This is getting silly. All those diesel and petrol cars had fuel in them.

Reply to
GB

I replaced my car with an identical one, save that it was a hybrid instead of a diesel. Engine went from 2.0 to 2.5, performance is rather better (e.g. 0-60 is slightly better, 30-60 is markedly better).

Premium went down about £75 p.a.

Reply to
Bob Eager

We've done this article before:

Teslas have high insurance because:

  1. They use 'innovative' major castings, rather than subframes, which save them a few dollars in the factory but are a PITA to repair
  2. They run their own bodyshops and won't let independents have access to parts, so insurance companies hate them because they can't do repairs in their pet garages

That's not an EV problem, that's Tesla being an ass problem. Other EVs don't suffer from the Tesla-ass problem.

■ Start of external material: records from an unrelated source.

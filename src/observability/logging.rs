//! Structured logging initialization.

use tracing_subscriber::{layer::SubscriberExt, util::SubscriberInitExt, EnvFilter};

/// Initialize the tracing subscriber.
///
/// `RUST_LOG` takes precedence; otherwise the configured level applies to
/// the relay's own targets.
pub fn init(log_level: &str) {
    tracing_subscriber::registry()
        .with(EnvFilter::try_from_default_env().unwrap_or_else(|_| {
            EnvFilter::new(format!("edge_relay={log_level},tower_http=info"))
        }))
        .with(tracing_subscriber::fmt::layer())
        .init();
}
//! Codec and header-policy subsystem.
//!
//! # Data Flow
//! ```text
//! Incoming relay request:
//!     → codec.rs (decode base64url target/body, validate URL shape)
//!     → headers.rs (outbound filter: strip hop-by-hop + sensitive)
//!     → headers.rs (inject browser-profile defaults)
//!     → [upstream call happens elsewhere]
//!     → headers.rs (inbound filter: response allowlist)
//!     → headers.rs (consolidate Set-Cookie into X-Set-Cookie)
//! ```
//!
//! # Design Decisions
//! - Pure functions only; no I/O and no shared state
//! - Deny-list outbound (unknown headers pass), allow-list inbound
//! - Raw Set-Cookie never crosses back to the caller

pub mod codec;
pub mod headers;

pub use codec::{decode_base64url, decode_base64url_text, encode_base64url, is_https_url, DecodeError};
pub use headers::{
    consolidate_set_cookies, filter_inbound, filter_outbound, inject_browser_defaults,
    split_consolidated, X_SET_COOKIE,
};
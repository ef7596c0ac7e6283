//! Edge-deployed HTTPS relay with per-session cookie isolation.
//!
//! # Architecture Overview
//!
//! ```text
//!                      ┌──────────────────────────────────────────────┐
//!                      │                 EDGE RELAY                    │
//!                      │                                               │
//!   Client Request     │  ┌────────┐   ┌──────────┐   ┌────────────┐  │
//!   ──────────────────▶│  │  http  │──▶│  policy  │──▶│   relay    │  │
//!                      │  │ server │   │ validate │   │  upstream  │──┼──▶ Target
//!                      │  └────────┘   │ + filter │   └─────┬──────┘  │    Server
//!                      │               └──────────┘         │         │
//!                      │                                    ▼         │
//!                      │                             ┌────────────┐   │
//!                      │                             │  session   │   │
//!                      │                             │ cookie jar │   │
//!                      │                             └─────┬──────┘   │
//!                      │               ┌──────────┐        │          │
//!   Client Response    │  ┌────────┐   │  policy  │        │          │
//!   ◀──────────────────┼──│ stream │◀──│ response │◀───────┘          │
//!                      │  │ / JSON │   │  filter  │                   │
//!                      │  └────────┘   └──────────┘                   │
//!                      │                                               │
//!                      │  ┌─────────────────────────────────────────┐ │
//!                      │  │           Cross-Cutting Concerns         │ │
//!                      │  │  config · observability · lifecycle      │ │
//!                      │  └─────────────────────────────────────────┘ │
//!                      └──────────────────────────────────────────────┘
//! ```
//!
//! The only state that outlives a request is the session cookie jar; the
//! batch dispatcher in `relay::batch` runs up to 16 relay calls either
//! strictly in order (cookies propagate between entries) or concurrently.

// Core subsystems
pub mod config;
pub mod http;
pub mod policy;
pub mod relay;
pub mod session;

// Cross-cutting concerns
pub mod lifecycle;
pub mod observability;

pub use config::schema::RelayConfig;
pub use http::HttpServer;
pub use lifecycle::Shutdown;
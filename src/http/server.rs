//! HTTP server setup and configuration.
//!
//! # Responsibilities
//! - Create the Axum router with all relay endpoints
//! - Wire up middleware (tracing, request ID, body limit, CORS)
//! - Bind the server to a listener with graceful shutdown
//! - Share the relay engine and config with handlers via AppState

use std::sync::Arc;
use std::time::Duration;

use axum::{
    http::HeaderName,
    middleware,
    routing::{get, post},
    Router,
};
use tokio::net::TcpListener;
use tokio::sync::broadcast;
use tower::ServiceBuilder;
use tower_http::{
    limit::RequestBodyLimitLayer,
    request_id::{PropagateRequestIdLayer, SetRequestIdLayer},
    timeout::TimeoutLayer,
    trace::TraceLayer,
};

use crate::config::RelayConfig;
use crate::http::cors;
use crate::http::handlers;
use crate::http::request::{MakeRequestUuid, X_REQUEST_ID};
use crate::relay::UpstreamRelay;
use crate::session::SessionStore;

/// Application state injected into handlers.
#[derive(Clone)]
pub struct AppState {
    pub relay: Arc<UpstreamRelay>,
    pub config: Arc<RelayConfig>,
}

/// HTTP server for the relay.
pub struct HttpServer {
    router: Router,
    config: RelayConfig,
}

impl HttpServer {
    /// Create a new HTTP server with the given configuration.
    pub fn new(config: RelayConfig) -> Result<Self, reqwest::Error> {
        let store = Arc::new(SessionStore::new());
        let relay = Arc::new(UpstreamRelay::new(&config, store)?);
        let state = AppState {
            relay,
            config: Arc::new(config.clone()),
        };

        let router = Self::build_router(&config, state);
        Ok(Self { router, config })
    }

    /// Build the Axum router with all middleware layers.
    fn build_router(config: &RelayConfig, state: AppState) -> Router {
        let request_id = HeaderName::from_static(X_REQUEST_ID);
        let mut router = Router::new()
            .route("/p", get(handlers::proxy_media))
            .route("/fetch", post(handlers::fetch))
            .route("/dispatch", post(handlers::dispatch))
            .route("/health", get(handlers::health))
            .layer(middleware::from_fn_with_state(
                state.clone(),
                cors::cors_middleware,
            ))
            .layer(
                ServiceBuilder::new()
                    .layer(SetRequestIdLayer::new(request_id.clone(), MakeRequestUuid))
                    .layer(PropagateRequestIdLayer::new(request_id))
                    .layer(TraceLayer::new_for_http())
                    .layer(RequestBodyLimitLayer::new(config.limits.max_body_size)),
            )
            .with_state(state);

        // No inbound deadline unless configured; streamed media relays
        // can legitimately stay open for a long time.
        if let Some(secs) = config.timeouts.request_secs {
            router = router.layer(TimeoutLayer::new(Duration::from_secs(secs)));
        }
        router
    }

    /// Run the server, accepting connections on the given listener.
    pub async fn run(
        self,
        listener: TcpListener,
        mut shutdown: broadcast::Receiver<()>,
    ) -> Result<(), std::io::Error> {
        let addr = listener.local_addr()?;
        tracing::info!(
            address = %addr,
            "HTTP server starting"
        );

        axum::serve(listener, self.router)
            .with_graceful_shutdown(async move {
                tokio::select! {
                    _ = tokio::signal::ctrl_c() => {}
                    _ = shutdown.recv() => {}
                }
                tracing::info!("Shutdown signal received");
            })
            .await?;

        tracing::info!("HTTP server stopped");
        Ok(())
    }

    /// Get a reference to the config.
    pub fn config(&self) -> &RelayConfig {
        &self.config
    }
}
//! Pump.fun AMM pool creations.
//!
//! The program logs a structured CreatePool event as a base64 `Program data:`
//! line: an 8-byte discriminator followed by a fixed field sequence. The
//! event itself carries everything the record needs, including the initial
//! quote liquidity.

use crate::layout::ByteReader;
use crate::listeners::{PoolDecoder, TxView};
use crate::shared::errors::LayoutError;
use crate::shared::types::{Authority, PoolRecord, PoolSource};
use base64::engine::general_purpose::STANDARD as BASE64;
use base64::Engine;
use solana_sdk::native_token::LAMPORTS_PER_SOL;
use solana_sdk::pubkey::Pubkey;
use tracing::debug;

const EVENT_LOG_PREFIX: &str = "Program data: ";
const EVENT_DISCRIMINATOR_LEN: usize = 8;

/// Fields of the CreatePool event we act on.
#[derive(Debug, Clone, PartialEq)]
pub struct CreatePoolEvent {
    pub creator: Pubkey,
    pub base_mint: Pubkey,
    pub quote_mint: Pubkey,
    pub quote_amount_in: u64,
    pub pool: Pubkey,
}

/// Walk the event payload field by field; any truncation fails closed.
pub fn parse_create_pool_event(payload: &[u8]) -> Result<CreatePoolEvent, LayoutError> {
    let mut reader = ByteReader::new(payload);
    reader.skip(EVENT_DISCRIMINATOR_LEN, "event_discriminator")?;
    reader.skip(8, "timestamp")?;
    reader.skip(2, "index")?;
    let creator = reader.read_pubkey("creator")?;
    let base_mint = reader.read_pubkey("base_mint")?;
    let quote_mint = reader.read_pubkey("quote_mint")?;
    reader.skip(1, "base_mint_decimals")?;
    reader.skip(1, "quote_mint_decimals")?;
    reader.skip(8, "base_amount_in")?;
    let quote_amount_in = reader.read_u64_le("quote_amount_in")?;
    reader.skip(8, "pool_base_amount")?;
    reader.skip(8, "pool_quote_amount")?;
    reader.skip(8, "minimum_liquidity")?;
    reader.skip(8, "initial_liquidity")?;
    reader.skip(8, "lp_token_amount_out")?;
    reader.skip(1, "pool_bump")?;
    let pool = reader.read_pubkey("pool")?;
    Ok(CreatePoolEvent {
        creator,
        base_mint,
        quote_mint,
        quote_amount_in,
        pool,
    })
}

pub struct PumpAmmDecoder;

impl PoolDecoder for PumpAmmDecoder {
    fn source(&self) -> PoolSource {
        PoolSource::PumpAmm
    }

    fn wants(&self, logs: &[String]) -> bool {
        logs.iter().any(|line| line.starts_with(EVENT_LOG_PREFIX))
    }

    fn decode(&self, tx: &TxView) -> Option<PoolRecord> {
        let event_line = tx
            .logs
            .iter()
            .find(|line| line.starts_with(EVENT_LOG_PREFIX))?;
        let payload = BASE64.decode(&event_line[EVENT_LOG_PREFIX.len()..]).ok()?;

        let event = match parse_create_pool_event(&payload) {
            Ok(event) => event,
            Err(e) => {
                if payload.len() >= EVENT_DISCRIMINATOR_LEN {
                    debug!(
                        "[{}] event payload did not decode (discriminator {}): {}",
                        self.source(),
                        hex::encode(&payload[..EVENT_DISCRIMINATOR_LEN]),
                        e
                    );
                }
                return None;
            }
        };

        // Only SOL pairs are tradable for us.
        if event.quote_mint != spl_token::native_mint::id() {
            return None;
        }

        Some(PoolRecord {
            address: event.pool,
            mint: event.base_mint,
            creator: event.creator,
            source: PoolSource::PumpAmm,
            lp_sol: event.quote_amount_in as f64 / LAMPORTS_PER_SOL as f64,
            mint_authority: Authority::Unknown,
            freeze_authority: Authority::Unknown,
            creator_fee: 0.0,
            estimated_slippage: 0.0,
        })
    }
}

The other car in the article was easily insured by going to another insurance company, so that's a non-story. It's only the customer complaining that they couldn't get insurance from John Lewis, who are supposedly more cuddly consumer-friendly brand. In reality it's just a label glued to some underwriter's policy, just like the others. Underwriters change who they decide to cover from week to week, and that's their right - there's nothing specific to EVs in that. Had the customer just gone on a comparison site at renewal time like everybody else there would have been no story here.

Theo

Reply to
Theo

Why don't you read the 2 reports from MFRS and learn for yourself what they do and don't say about EVs?

Reply to
Robin

That is even sillier. I suppose you are a man whose tosses fireworks into a bonfire and blames the wood

Reply to
The Natural Philosopher

How many reports have you read that say precisely what the government and big money want them to say and never touch on the truth...

Reply to
The Natural Philosopher

I haven't a clue what you are on about, but your question was "How many lithium cars added to the blaze?".

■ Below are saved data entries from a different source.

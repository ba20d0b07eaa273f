//! The shared drain engine behind every listener.
//!
//! One subscription task feeds a private signature FIFO; one drain task pops
//! a single signature per tick (batch size 1 for provider compatibility) and
//! fetches it through the gateway. Drain intervals and start offsets differ
//! per listener so two listeners never submit in the same tick.

use crate::config::ListenerCfg;
use crate::dispatch::PoolPipeline;
use crate::listeners::{PoolDecoder, TxView};
use crate::rpc::RpcGateway;
use solana_client::rpc_response::RpcLogsResponse;
use solana_sdk::signature::Signature;
use std::collections::{HashSet, VecDeque};
use std::sync::{Arc, Mutex};
use std::time::Duration;
use tokio::task::JoinHandle;
use tracing::{debug, info, warn};

use futures_util::StreamExt;

const RESUBSCRIBE_DELAY: Duration = Duration::from_secs(5);

/// Bounded set of signatures that are already queued or in flight.
///
/// Purely a liveness optimization: when the high-water mark is hit the
/// oldest half is evicted, so a re-notified signature may be fetched again.
pub struct DedupSet {
    seen: HashSet<String>,
    order: VecDeque<String>,
    high_water: usize,
}

impl DedupSet {
    pub fn new(high_water: usize) -> Self {
        Self {
            seen: HashSet::new(),
            order: VecDeque::new(),
            high_water: high_water.max(2),
        }
    }

    /// Returns false when the signature is already tracked.
    pub fn insert(&mut self, signature: &str) -> bool {
        if self.seen.contains(signature) {
            return false;
        }
        self.seen.insert(signature.to_string());
        self.order.push_back(signature.to_string());
        if self.order.len() > self.high_water {
            for _ in 0..self.high_water / 2 {
                if let Some(oldest) = self.order.pop_front() {
                    self.seen.remove(&oldest);
                }
            }
        }
        true
    }

    pub fn len(&self) -> usize {
        self.seen.len()
    }

    pub fn is_empty(&self) -> bool {
        self.seen.is_empty()
    }
}

pub struct ListenerEngine<D: PoolDecoder> {
    decoder: D,
    gateway: Arc<RpcGateway>,
    pipeline: Arc<PoolPipeline>,
    settings: ListenerCfg,
    queue: Mutex<VecDeque<String>>,
    dedup: Mutex<DedupSet>,
}

impl<D: PoolDecoder> ListenerEngine<D> {
    pub fn new(
        decoder: D,
        gateway: Arc<RpcGateway>,
        pipeline: Arc<PoolPipeline>,
        settings: ListenerCfg,
    ) -> Arc<Self> {
        let dedup = DedupSet::new(settings.dedup_capacity);
        Arc::new(Self {
            decoder,
            gateway,
            pipeline,
            settings,
            queue: Mutex::new(VecDeque::new()),
            dedup: Mutex::new(dedup),
        })
    }

    pub fn start(self: &Arc<Self>) -> Vec<JoinHandle<()>> {
        let subscription = tokio::spawn(Arc::clone(self).subscription_loop());
        let drain = tokio::spawn(Arc::clone(self).drain_loop());
        vec![subscription, drain]
    }

    async fn subscription_loop(self: Arc<Self>) {
        let source = self.decoder.source();
        let program_id = source.program_id();
        loop {
            match self.gateway.subscribe_logs(program_id).await {
                Ok((mut stream, _unsubscribe)) => {
                    info!("[{}] listening for logs from program {}", source, program_id);
                    while let Some(notification) = stream.next().await {
                        self.on_logs(notification.value);
                    }
                    warn!("[{}] log stream ended, resubscribing", source);
                }
                Err(e) => {
                    warn!("[{}] log subscription failed: {}", source, e);
                }
            }
            tokio::time::sleep(RESUBSCRIBE_DELAY).await;
        }
    }

    fn on_logs(&self, logs: RpcLogsResponse) {
        if logs.err.is_some() {
            return;
        }
        if !self.decoder.wants(&logs.logs) {
            return;
        }
        if !self
            .dedup
            .lock()
            .expect("dedup set lock")
            .insert(&logs.signature)
        {
            return;
        }
        self.queue
            .lock()
            .expect("signature queue lock")
            .push_back(logs.signature);
    }

    async fn drain_loop(self: Arc<Self>) {
        tokio::time::sleep(Duration::from_millis(self.settings.start_offset_ms)).await;
        let mut ticker =
            tokio::time::interval(Duration::from_millis(self.settings.drain_interval_ms));
        ticker.set_missed_tick_behavior(tokio::time::MissedTickBehavior::Delay);
        loop {
            ticker.tick().await;
            let signature = self
                .queue
                .lock()
                .expect("signature queue lock")
                .pop_front();
            let Some(signature) = signature else { continue };
            // Handle the response off-loop so a slow fetch never skews the
            // drain cadence.
            let engine = Arc::clone(&self);
            tokio::spawn(async move {
                engine.handle_signature(signature).await;
            });
        }
    }

    async fn handle_signature(&self, signature: String) {
        let source = self.decoder.source();
        let Ok(parsed) = signature.parse::<Signature>() else {
            debug!("[{}] unparseable signature: {}", source, signature);
            return;
        };

        match self.gateway.fetch_transaction(&parsed, source).await {
            Ok(tx) => {
                let Some(view) = TxView::from_encoded(&signature, &tx) else {
                    return;
                };
                if let Some(record) = self.decoder.decode(&view) {
                    info!(
                        "[{}] new pool candidate {} (mint {}, {:.4} SOL) in tx {}",
                        source, record.address, record.mint, record.lp_sol, signature
                    );
                    self.pipeline.submit(record);
                }
                // A decode miss is the expected outcome for most
                // transactions that mention the program.
            }
            Err(e) => {
                // Dropped unit of work; the signature is not retried.
                debug!("[{}] transaction fetch failed for {}: {}", source, signature, e);
            }
        }
    }
}
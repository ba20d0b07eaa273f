//! Bounded-retry liquidity monitor.
//!
//! Pools created with zero initial liquidity are registered here and their
//! on-chain balance is polled on a retry schedule until liquidity shows up
//! or the budget runs out. A check that exhausts its budget is removed
//! silently; "never resolved" means "liquidity not found in time", not an
//! error.

use crate::rpc::RpcGateway;
use crate::shared::types::{PoolRecord, PoolSource};
use serde::Deserialize;
use solana_sdk::native_token::LAMPORTS_PER_SOL;
use solana_sdk::pubkey::Pubkey;
use std::collections::HashMap;
use std::sync::{Arc, Mutex};
use std::time::Duration;
use tokio::task::JoinHandle;
use tokio::time::Instant;
use tracing::debug;

pub type ResolveFn = Box<dyn FnOnce(PoolRecord) + Send + 'static>;

/// Monitor tuning knobs.
#[derive(Debug, Clone, Deserialize)]
#[serde(default)]
pub struct MonitorConfig {
    pub tick_ms: u64,
    pub initial_delay_ms: u64,
    pub retry_interval_ms: u64,
    pub max_retries: u32,
    pub max_pending_ms: u64,
    pub max_checks_per_tick: usize,
}

impl Default for MonitorConfig {
    fn default() -> Self {
        Self {
            tick_ms: 100,
            initial_delay_ms: 1000,
            retry_interval_ms: 200,
            max_retries: 15,
            max_pending_ms: 4000, // hard ceiling, independent of retry count
            max_checks_per_tick: 4,
        }
    }
}

struct PendingCheck {
    pool: PoolRecord,
    scheduled_at: Instant,
    retry_count: u32,
    resolve: Option<ResolveFn>,
}

/// Counters and time-to-liquidity samples, kept for the status log.
#[derive(Debug, Default)]
pub struct MonitorStats {
    pub total_scheduled: u64,
    pub total_found: u64,
    pub total_timed_out: u64,
    samples_ms: Vec<u64>,
}

impl MonitorStats {
    const MAX_SAMPLES: usize = 100;

    fn record_found(&mut self, elapsed_ms: u64) {
        self.total_found += 1;
        self.samples_ms.push(elapsed_ms);
        if self.samples_ms.len() > Self::MAX_SAMPLES {
            self.samples_ms.remove(0);
        }
    }

    pub fn success_rate(&self) -> f64 {
        if self.total_scheduled == 0 {
            return 0.0;
        }
        self.total_found as f64 * 100.0 / self.total_scheduled as f64
    }

    /// (avg, median, min, max) over the retained samples, all in ms.
    pub fn timing(&self) -> Option<(u64, u64, u64, u64)> {
        if self.samples_ms.is_empty() {
            return None;
        }
        let mut sorted = self.samples_ms.clone();
        sorted.sort_unstable();
        let avg = sorted.iter().sum::<u64>() / sorted.len() as u64;
        let median = sorted[sorted.len() / 2];
        Some((avg, median, sorted[0], sorted[sorted.len() - 1]))
    }
}

/// Snapshot used by the periodic status task.
#[derive(Debug, Clone)]
pub struct MonitorStatus {
    pub pending_checks: usize,
    pub oldest_check_ms: Option<u64>,
}

pub struct LiquidityMonitor {
    gateway: Arc<RpcGateway>,
    config: MonitorConfig,
    low_liquidity_threshold: f64,
    pending: Mutex<HashMap<(PoolSource, Pubkey), PendingCheck>>,
    stats: Mutex<MonitorStats>,
}

impl LiquidityMonitor {
    pub fn new(
        gateway: Arc<RpcGateway>,
        config: MonitorConfig,
        low_liquidity_threshold: f64,
    ) -> Self {
        Self {
            gateway,
            config,
            low_liquidity_threshold,
            pending: Mutex::new(HashMap::new()),
            stats: Mutex::new(MonitorStats::default()),
        }
    }

    /// Register a pool for delayed liquidity checking.
    ///
    /// Pools that already carry enough liquidity resolve synchronously. A
    /// second request for a key that is still pending is a no-op.
    pub fn schedule_check(&self, pool: PoolRecord, resolve: ResolveFn) {
        if pool.lp_sol >= self.low_liquidity_threshold {
            resolve(pool);
            return;
        }

        let key = (pool.source, pool.address);
        let mut pending = self.pending.lock().expect("pending checks lock");
        if pending.contains_key(&key) {
            return;
        }

        self.stats.lock().expect("monitor stats lock").total_scheduled += 1;
        pending.insert(
            key,
            PendingCheck {
                pool,
                scheduled_at: Instant::now(),
                retry_count: 0,
                resolve: Some(resolve),
            },
        );
    }

    /// Spawn the driver: one shared tick scans every pending check.
    pub fn start(self: &Arc<Self>) -> JoinHandle<()> {
        let monitor = Arc::clone(self);
        tokio::spawn(async move {
            let mut ticker = tokio::time::interval(Duration::from_millis(monitor.config.tick_ms));
            loop {
                ticker.tick().await;
                monitor.tick().await;
            }
        })
    }

    async fn tick(&self) {
        let max_pending = Duration::from_millis(self.config.max_pending_ms);
        let now = Instant::now();
        let mut due: Vec<(PoolSource, Pubkey)> = Vec::new();

        {
            let mut pending = self.pending.lock().expect("pending checks lock");
            let mut expired: Vec<(PoolSource, Pubkey)> = Vec::new();
            for (key, check) in pending.iter() {
                let elapsed = now.duration_since(check.scheduled_at);
                if elapsed > max_pending {
                    expired.push(*key);
                    continue;
                }
                let due_after = Duration::from_millis(
                    self.config.initial_delay_ms
                        + u64::from(check.retry_count) * self.config.retry_interval_ms,
                );
                if elapsed >= due_after {
                    due.push(*key);
                }
            }
            for key in expired {
                pending.remove(&key);
                self.stats.lock().expect("monitor stats lock").total_timed_out += 1;
                debug!("[{}] liquidity check expired for {}", key.0, key.1);
            }
        }

        // Cap balance fetches per tick; the rest stay due for the next one.
        due.truncate(self.config.max_checks_per_tick);
        for key in due {
            self.process_check(key).await;
        }
    }

    async fn process_check(&self, key: (PoolSource, Pubkey)) {
        let Some(pool) = self
            .pending
            .lock()
            .expect("pending checks lock")
            .get(&key)
            .map(|check| check.pool.clone())
        else {
            return;
        };

        let lamports = match self.gateway.fetch_account(&key.1, key.0).await {
            Ok(account) => account.lamports,
            Err(e) => {
                // Missing account and transient errors count as "no liquidity
                // yet"; the retry budget decides when to stop asking.
                debug!("[{}] balance fetch failed for {}: {}", key.0, key.1, e);
                0
            }
        };

        if lamports > 0 {
            let resolved = self.pending.lock().expect("pending checks lock").remove(&key);
            if let Some(mut check) = resolved {
                let elapsed_ms = check.scheduled_at.elapsed().as_millis() as u64;
                self.stats
                    .lock()
                    .expect("monitor stats lock")
                    .record_found(elapsed_ms);
                let updated = pool.with_lp_sol(lamports as f64 / LAMPORTS_PER_SOL as f64);
                debug!(
                    "[{}] liquidity appeared on {} after {} ms: {:.4} SOL",
                    key.0, key.1, elapsed_ms, updated.lp_sol
                );
                if let Some(resolve) = check.resolve.take() {
                    resolve(updated);
                }
            }
        } else {
            let mut pending = self.pending.lock().expect("pending checks lock");
            if let Some(check) = pending.get_mut(&key) {
                check.retry_count += 1;
                if check.retry_count >= self.config.max_retries {
                    pending.remove(&key);
                    self.stats.lock().expect("monitor stats lock").total_timed_out += 1;
                    debug!("[{}] retries exhausted for {}", key.0, key.1);
                }
            }
        }
    }

    pub fn status(&self) -> MonitorStatus {
        let pending = self.pending.lock().expect("pending checks lock");
        let oldest_check_ms = pending
            .values()
            .map(|check| check.scheduled_at.elapsed().as_millis() as u64)
            .max();
        MonitorStatus {
            pending_checks: pending.len(),
            oldest_check_ms,
        }
    }

    pub fn stats_summary(&self) -> (u64, u64, u64, f64, Option<(u64, u64, u64, u64)>) {
        let stats = self.stats.lock().expect("monitor stats lock");
        (
            stats.total_scheduled,
            stats.total_found,
            stats.total_timed_out,
            stats.success_rate(),
            stats.timing(),
        )
    }
}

The answer is X number of lithium cars, plus twenty times that number of petrol and diesel cars, with fuel in their tanks.

I can't see that there's anything to argue with. A petrol car started the blaze. The odds are 20 to 1 that the neighbouring cars were also ICE. The petrol in those would easily catch fire, the diesel less easily.

Anyway, I'm pleased to have provided you with entertainment. :)

Reply to
GB

I have just realised that. Sorry to bother you. Ignorance is bliss...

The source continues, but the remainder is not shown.